[Task requirements] Look through the lines below; wherever the word "than" appears, copy that line.
━━ Records shown ━━
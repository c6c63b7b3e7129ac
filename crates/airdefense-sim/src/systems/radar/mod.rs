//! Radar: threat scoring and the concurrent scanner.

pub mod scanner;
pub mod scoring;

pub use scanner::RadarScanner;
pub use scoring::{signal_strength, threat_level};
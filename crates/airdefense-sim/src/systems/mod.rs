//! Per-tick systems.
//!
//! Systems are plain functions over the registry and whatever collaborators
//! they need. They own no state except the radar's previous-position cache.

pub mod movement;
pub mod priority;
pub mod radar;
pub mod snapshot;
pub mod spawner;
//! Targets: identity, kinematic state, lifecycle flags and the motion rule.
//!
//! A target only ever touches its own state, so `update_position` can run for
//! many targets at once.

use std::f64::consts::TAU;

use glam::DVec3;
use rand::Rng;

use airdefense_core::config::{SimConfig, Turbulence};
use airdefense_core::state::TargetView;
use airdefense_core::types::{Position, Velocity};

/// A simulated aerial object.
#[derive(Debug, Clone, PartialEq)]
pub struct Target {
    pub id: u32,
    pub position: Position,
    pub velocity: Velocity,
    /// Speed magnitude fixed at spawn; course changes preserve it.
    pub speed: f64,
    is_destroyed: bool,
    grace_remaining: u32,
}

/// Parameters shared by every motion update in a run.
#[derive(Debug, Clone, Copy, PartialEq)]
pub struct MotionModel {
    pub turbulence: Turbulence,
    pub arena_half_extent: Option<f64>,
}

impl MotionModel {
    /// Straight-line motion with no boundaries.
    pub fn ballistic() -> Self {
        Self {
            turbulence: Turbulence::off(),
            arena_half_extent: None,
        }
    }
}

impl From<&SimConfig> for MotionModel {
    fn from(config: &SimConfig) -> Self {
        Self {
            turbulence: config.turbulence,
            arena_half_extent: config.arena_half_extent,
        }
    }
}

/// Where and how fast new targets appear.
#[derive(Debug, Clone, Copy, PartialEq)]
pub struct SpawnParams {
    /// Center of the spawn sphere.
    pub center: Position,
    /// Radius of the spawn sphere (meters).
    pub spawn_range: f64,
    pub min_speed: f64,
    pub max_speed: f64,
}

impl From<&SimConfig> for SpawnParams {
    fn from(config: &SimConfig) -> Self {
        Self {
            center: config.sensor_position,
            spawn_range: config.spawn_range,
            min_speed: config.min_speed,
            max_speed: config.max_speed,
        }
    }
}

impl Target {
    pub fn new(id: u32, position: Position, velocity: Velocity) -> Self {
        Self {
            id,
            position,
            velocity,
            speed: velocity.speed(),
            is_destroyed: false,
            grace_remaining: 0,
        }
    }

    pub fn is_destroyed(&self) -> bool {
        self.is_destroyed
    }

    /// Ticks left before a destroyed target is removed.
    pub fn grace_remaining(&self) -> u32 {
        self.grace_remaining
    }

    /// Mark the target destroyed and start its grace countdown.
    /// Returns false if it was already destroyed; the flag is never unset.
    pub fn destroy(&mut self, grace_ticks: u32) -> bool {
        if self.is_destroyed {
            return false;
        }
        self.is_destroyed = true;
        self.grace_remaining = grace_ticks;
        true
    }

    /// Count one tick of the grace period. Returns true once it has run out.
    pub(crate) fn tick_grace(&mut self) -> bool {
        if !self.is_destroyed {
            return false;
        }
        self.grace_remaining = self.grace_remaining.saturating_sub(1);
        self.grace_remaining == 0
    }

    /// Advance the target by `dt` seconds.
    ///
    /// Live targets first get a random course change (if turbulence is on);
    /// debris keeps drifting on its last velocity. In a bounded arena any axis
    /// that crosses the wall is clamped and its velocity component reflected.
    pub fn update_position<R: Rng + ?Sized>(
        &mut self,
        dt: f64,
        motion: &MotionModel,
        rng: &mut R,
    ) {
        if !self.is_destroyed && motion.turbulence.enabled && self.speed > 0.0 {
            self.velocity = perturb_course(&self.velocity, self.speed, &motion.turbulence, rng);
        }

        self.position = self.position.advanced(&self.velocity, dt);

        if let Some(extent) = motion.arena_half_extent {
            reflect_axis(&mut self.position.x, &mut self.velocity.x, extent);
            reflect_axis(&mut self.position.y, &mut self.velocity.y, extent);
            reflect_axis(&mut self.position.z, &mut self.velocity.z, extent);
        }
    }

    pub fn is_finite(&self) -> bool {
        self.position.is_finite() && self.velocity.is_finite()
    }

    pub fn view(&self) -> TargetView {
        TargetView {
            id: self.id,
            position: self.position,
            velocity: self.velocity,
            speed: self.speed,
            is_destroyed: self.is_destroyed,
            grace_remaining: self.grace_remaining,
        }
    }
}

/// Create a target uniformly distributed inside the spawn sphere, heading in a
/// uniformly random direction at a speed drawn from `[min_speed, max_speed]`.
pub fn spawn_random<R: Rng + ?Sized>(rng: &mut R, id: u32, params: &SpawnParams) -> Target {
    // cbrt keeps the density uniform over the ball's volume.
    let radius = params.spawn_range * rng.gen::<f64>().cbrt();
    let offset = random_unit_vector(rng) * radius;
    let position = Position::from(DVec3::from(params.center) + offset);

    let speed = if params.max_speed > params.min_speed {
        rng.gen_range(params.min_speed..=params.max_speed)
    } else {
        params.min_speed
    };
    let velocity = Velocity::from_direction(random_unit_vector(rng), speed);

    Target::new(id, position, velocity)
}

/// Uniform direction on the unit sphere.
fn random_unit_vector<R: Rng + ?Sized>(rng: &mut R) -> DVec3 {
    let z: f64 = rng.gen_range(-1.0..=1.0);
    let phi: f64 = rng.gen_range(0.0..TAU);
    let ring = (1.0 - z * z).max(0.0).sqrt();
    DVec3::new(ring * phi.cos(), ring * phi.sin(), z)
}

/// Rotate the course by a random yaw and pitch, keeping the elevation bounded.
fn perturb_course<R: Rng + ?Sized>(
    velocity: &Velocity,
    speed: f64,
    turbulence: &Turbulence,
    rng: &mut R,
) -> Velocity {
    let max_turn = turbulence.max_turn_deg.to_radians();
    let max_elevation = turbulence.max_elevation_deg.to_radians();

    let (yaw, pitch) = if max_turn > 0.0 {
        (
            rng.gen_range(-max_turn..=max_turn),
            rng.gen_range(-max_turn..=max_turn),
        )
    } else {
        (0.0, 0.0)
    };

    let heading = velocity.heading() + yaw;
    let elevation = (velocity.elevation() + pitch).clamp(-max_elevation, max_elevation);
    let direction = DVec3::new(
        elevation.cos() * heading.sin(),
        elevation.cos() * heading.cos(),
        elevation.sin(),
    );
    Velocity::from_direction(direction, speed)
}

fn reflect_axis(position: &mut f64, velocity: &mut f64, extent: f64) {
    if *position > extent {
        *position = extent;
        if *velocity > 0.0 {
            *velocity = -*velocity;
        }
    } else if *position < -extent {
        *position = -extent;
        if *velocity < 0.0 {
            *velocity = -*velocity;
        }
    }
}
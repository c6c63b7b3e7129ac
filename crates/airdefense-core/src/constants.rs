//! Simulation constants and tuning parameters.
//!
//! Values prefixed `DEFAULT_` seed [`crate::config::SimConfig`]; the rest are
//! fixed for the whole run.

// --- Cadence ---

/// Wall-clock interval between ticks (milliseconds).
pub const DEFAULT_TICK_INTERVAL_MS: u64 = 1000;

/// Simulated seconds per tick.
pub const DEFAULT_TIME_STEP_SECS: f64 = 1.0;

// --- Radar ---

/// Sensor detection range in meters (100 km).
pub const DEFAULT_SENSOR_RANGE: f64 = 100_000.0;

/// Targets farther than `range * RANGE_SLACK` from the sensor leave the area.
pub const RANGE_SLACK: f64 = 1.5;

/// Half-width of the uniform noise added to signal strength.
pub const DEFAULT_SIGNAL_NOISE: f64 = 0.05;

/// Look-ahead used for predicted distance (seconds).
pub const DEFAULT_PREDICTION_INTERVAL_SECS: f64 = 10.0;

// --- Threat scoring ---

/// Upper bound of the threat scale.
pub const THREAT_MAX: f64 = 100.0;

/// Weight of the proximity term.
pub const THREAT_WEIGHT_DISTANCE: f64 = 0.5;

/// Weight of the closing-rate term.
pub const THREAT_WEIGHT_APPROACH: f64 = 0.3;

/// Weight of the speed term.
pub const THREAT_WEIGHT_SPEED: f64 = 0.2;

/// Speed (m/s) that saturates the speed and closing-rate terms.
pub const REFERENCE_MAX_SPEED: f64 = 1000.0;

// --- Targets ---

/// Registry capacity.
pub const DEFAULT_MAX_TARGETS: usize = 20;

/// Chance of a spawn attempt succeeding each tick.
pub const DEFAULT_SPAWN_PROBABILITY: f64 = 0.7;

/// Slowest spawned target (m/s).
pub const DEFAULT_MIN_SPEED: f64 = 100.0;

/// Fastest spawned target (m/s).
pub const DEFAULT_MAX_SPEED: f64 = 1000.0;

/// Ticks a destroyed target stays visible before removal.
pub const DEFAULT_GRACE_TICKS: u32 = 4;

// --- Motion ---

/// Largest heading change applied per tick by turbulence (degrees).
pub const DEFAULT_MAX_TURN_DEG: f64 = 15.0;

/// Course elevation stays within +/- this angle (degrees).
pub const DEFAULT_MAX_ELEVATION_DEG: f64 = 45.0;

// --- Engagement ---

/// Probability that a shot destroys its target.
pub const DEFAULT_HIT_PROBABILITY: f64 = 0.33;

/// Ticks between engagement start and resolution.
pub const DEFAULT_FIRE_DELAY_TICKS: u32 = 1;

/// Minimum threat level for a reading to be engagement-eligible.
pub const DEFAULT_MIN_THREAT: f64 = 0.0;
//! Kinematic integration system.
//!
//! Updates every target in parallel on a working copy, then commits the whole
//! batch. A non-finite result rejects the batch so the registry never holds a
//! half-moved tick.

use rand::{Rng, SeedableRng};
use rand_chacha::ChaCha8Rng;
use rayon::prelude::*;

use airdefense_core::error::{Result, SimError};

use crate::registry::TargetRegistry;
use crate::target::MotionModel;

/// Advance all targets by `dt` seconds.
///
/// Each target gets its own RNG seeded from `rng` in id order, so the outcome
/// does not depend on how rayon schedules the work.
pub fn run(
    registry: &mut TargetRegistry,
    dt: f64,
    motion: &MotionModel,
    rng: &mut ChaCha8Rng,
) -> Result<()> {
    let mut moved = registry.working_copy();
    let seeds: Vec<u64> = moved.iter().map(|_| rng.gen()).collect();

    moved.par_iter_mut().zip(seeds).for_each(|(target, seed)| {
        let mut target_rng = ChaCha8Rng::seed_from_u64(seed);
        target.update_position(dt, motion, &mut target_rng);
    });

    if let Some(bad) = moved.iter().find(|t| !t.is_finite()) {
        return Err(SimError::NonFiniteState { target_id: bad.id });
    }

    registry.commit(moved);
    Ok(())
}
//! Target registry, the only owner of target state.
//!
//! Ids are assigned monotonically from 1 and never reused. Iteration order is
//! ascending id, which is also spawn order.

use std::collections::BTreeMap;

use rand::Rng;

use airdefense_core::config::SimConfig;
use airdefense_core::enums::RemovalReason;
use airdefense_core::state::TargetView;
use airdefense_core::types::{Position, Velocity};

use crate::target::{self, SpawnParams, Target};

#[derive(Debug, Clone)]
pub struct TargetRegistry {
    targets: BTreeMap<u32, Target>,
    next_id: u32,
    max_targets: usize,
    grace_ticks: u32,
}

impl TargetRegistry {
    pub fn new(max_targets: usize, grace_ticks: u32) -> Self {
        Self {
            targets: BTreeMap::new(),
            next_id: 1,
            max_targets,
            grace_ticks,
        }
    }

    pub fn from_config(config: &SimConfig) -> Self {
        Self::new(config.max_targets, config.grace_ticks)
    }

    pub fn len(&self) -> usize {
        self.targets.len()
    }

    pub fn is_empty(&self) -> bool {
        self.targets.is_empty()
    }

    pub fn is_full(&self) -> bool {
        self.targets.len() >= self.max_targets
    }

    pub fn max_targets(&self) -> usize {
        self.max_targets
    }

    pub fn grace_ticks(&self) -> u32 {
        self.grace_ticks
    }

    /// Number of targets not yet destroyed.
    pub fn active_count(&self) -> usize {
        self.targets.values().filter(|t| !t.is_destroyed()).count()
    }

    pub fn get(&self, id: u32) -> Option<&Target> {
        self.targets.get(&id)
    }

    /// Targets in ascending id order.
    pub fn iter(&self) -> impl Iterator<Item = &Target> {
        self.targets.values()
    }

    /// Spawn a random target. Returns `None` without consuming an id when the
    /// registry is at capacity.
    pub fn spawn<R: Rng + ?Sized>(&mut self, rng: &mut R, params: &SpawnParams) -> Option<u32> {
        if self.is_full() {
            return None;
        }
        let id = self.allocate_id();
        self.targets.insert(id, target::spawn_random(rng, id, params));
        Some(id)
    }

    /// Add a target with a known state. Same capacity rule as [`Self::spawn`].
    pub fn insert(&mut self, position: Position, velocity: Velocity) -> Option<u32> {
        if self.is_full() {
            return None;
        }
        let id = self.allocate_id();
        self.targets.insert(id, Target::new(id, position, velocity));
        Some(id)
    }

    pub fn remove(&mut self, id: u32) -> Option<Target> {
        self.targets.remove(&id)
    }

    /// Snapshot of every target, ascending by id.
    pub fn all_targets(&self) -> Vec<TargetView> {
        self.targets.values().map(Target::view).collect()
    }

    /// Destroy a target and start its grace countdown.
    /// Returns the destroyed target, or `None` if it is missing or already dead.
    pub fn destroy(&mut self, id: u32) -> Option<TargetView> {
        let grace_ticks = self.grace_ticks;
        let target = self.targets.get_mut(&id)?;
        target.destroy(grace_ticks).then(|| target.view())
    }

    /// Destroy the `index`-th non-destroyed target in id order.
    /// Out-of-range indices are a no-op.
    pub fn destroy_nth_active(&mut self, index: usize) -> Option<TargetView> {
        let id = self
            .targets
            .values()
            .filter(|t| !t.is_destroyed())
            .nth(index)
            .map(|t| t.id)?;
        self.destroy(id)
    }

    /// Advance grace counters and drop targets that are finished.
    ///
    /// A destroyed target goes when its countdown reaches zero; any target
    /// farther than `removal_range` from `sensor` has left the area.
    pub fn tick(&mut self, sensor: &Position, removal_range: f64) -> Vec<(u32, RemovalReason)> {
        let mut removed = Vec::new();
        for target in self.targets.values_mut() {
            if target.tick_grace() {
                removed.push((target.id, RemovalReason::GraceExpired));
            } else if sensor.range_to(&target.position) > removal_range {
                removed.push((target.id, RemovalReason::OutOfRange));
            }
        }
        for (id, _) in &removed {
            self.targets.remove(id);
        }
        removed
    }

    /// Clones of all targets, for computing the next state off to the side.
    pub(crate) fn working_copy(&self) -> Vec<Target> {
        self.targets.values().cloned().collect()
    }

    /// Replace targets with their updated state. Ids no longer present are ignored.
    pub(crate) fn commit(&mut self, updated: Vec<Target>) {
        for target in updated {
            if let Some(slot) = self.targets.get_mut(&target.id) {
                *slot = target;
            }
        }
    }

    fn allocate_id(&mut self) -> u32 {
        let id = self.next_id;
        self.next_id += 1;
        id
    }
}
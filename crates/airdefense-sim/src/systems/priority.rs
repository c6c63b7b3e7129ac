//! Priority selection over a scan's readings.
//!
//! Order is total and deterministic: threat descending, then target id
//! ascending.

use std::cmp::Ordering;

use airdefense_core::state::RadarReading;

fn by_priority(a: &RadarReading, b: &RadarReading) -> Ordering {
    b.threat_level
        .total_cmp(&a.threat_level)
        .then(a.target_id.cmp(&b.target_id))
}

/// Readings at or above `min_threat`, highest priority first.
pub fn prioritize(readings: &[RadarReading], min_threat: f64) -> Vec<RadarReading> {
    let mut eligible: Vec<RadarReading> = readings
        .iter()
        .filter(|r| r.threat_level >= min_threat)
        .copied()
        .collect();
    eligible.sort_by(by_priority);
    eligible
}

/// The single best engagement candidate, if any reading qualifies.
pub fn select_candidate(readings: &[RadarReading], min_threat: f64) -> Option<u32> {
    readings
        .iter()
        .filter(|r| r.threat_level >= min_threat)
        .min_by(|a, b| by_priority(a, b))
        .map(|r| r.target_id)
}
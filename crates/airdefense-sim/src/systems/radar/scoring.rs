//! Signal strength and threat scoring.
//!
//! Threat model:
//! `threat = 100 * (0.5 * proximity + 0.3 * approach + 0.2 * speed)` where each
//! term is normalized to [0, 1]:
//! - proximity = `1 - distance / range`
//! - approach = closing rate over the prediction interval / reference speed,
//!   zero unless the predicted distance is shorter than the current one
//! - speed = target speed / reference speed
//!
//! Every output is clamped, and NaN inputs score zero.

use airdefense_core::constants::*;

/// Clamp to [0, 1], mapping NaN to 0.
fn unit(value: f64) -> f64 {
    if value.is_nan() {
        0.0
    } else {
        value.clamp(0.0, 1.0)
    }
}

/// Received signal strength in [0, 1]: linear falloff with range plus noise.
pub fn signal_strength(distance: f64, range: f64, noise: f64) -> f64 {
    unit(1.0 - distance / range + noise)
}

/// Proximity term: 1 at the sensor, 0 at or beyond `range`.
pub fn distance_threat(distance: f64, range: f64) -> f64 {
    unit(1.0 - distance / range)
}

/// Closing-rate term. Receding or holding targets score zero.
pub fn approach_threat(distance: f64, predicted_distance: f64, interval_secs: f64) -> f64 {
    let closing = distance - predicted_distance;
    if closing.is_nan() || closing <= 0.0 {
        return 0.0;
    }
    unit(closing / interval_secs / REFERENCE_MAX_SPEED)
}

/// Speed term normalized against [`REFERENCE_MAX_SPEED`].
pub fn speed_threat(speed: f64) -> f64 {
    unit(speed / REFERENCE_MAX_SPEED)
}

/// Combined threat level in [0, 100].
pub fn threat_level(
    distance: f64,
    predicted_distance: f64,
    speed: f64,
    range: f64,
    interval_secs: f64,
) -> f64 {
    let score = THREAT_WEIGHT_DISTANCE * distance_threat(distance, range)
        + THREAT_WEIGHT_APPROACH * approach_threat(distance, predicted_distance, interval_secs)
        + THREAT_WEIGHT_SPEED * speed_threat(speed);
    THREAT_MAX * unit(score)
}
━━━
[Result]
/// Targets farther than `range * RANGE_SLACK` from the sensor leave the area.
    /// farther than `removal_range` from `sensor` has left the area.
//!   zero unless the predicted distance is shorter than the current one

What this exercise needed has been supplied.